Four years later, and everyone is meme-ing the all-female Finnish political contenders (and youngest world leader victor, Sanna Marin!), and holding the country up as a model of gender equity, among other merits. This is great for a number of reasons, but namely because it’s a fintastic example of my favourite narrative: quick change.
When we’re at our political, planetary, or social nadir, it feels as if things could never possibly change for the better. Each successive disappointment pushes us further into the hole, and the light grows dimmer as we descend. We imagine clawing at packed dirt for years, never getting out of the dark. But then someone tosses a rope and pulls us up with an instantaneous yoink, the speed of which often eclipses the lethargic pace of the languid descent, and all is ok. We’re loss-averse people. We fear losses much more profoundly than we anticipate gains. And the gains get normalized and forgotten all too quickly, while the wounds and setbacks of loss take longer to heal. But Sanna Marin shows me that positive change can happen, quick. And while I do fear that she’s getting glass-cliffed by being handed a debilitating strike as a welcome to office...she’s there. Kippis!
And now my Finn fandom is back full force. Do you want to know a great Finnish word? It’s raventola. Isn’t that so much better than restaurant?
*Or about district energy, which I can talk about for 37 hours. Here’s an ad for Helsinki’s district energy company.
Cool Art for a Hot Planet
A few weeks ago I wrote about climate art and my vague distaste for it. Suddenly there’s climate art everywhere, and it’s bloody great.
From a great Guardian piece on Art Basel climate art by my pal, Nadja Sayej.

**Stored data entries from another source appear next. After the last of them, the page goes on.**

use anyhow::Result;
use apafa_core::{DataLoader, Fetcher};
use serde_json::Value;

/// Load one resource through the loader, honoring its retry policy
pub async fn run<F: Fetcher>(loader: &DataLoader<F>, name: &str, no_cache: bool) -> Result<Value> {
    let value = loader.load_with(name, !no_cache).await?;
    Ok(value)
}

#[cfg(test)]
mod tests {
    use super::*;
    use apafa_core::{DirFetcher, LoaderConfig};
    use serde_json::json;

    #[tokio::test]
    async fn test_fetch_from_directory() {
        let dir = tempfile::tempdir().unwrap();
        std::fs::write(dir.path().join("stats.json"), r#"{"socios_apafa": 5}"#).unwrap();
        let loader = DataLoader::new(DirFetcher::new(dir.path()), LoaderConfig::default());

        let value = run(&loader, "stats", false).await.unwrap();
        assert_eq!(value, json!({"socios_apafa": 5}));
        assert_eq!(loader.cache_len().await, 1);

        run(&loader, "stats", true).await.unwrap();
        assert_eq!(loader.cache_len().await, 1);
    }

    #[tokio::test]
    async fn test_fetch_unknown_resource_fails() {
        let dir = tempfile::tempdir().unwrap();
        let config = LoaderConfig {
            retries: 0,
            ..LoaderConfig::default()
        };
        let loader = DataLoader::new(DirFetcher::new(dir.path()), config);

        let err = run(&loader, "eventos", false).await.unwrap_err();
        assert!(err.to_string().contains("eventos"));
    }
}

This one needs no story, the visual alone is so striking, but here ya go:
Not art per se, but here’s a podcast with a talk I gave on overcoming existential climate dread if you have twenty minutes and some existial climate dread to do away with.
Wishing you hope and strength and a constant reminder that situations and humans can pivot very quickly when they need to. Some can pivot in a millisecond, while offering up positive vibey typography, like my dance crush, Donté Colley.
Do you have a bad-to-great quick change story? Please share so I can share!
If you have ways to make this newsletter better, I’m all ears. If you enjoyed this letter please heart it below so the substack deities will shine kindly down upon me.
Have a beautiful week!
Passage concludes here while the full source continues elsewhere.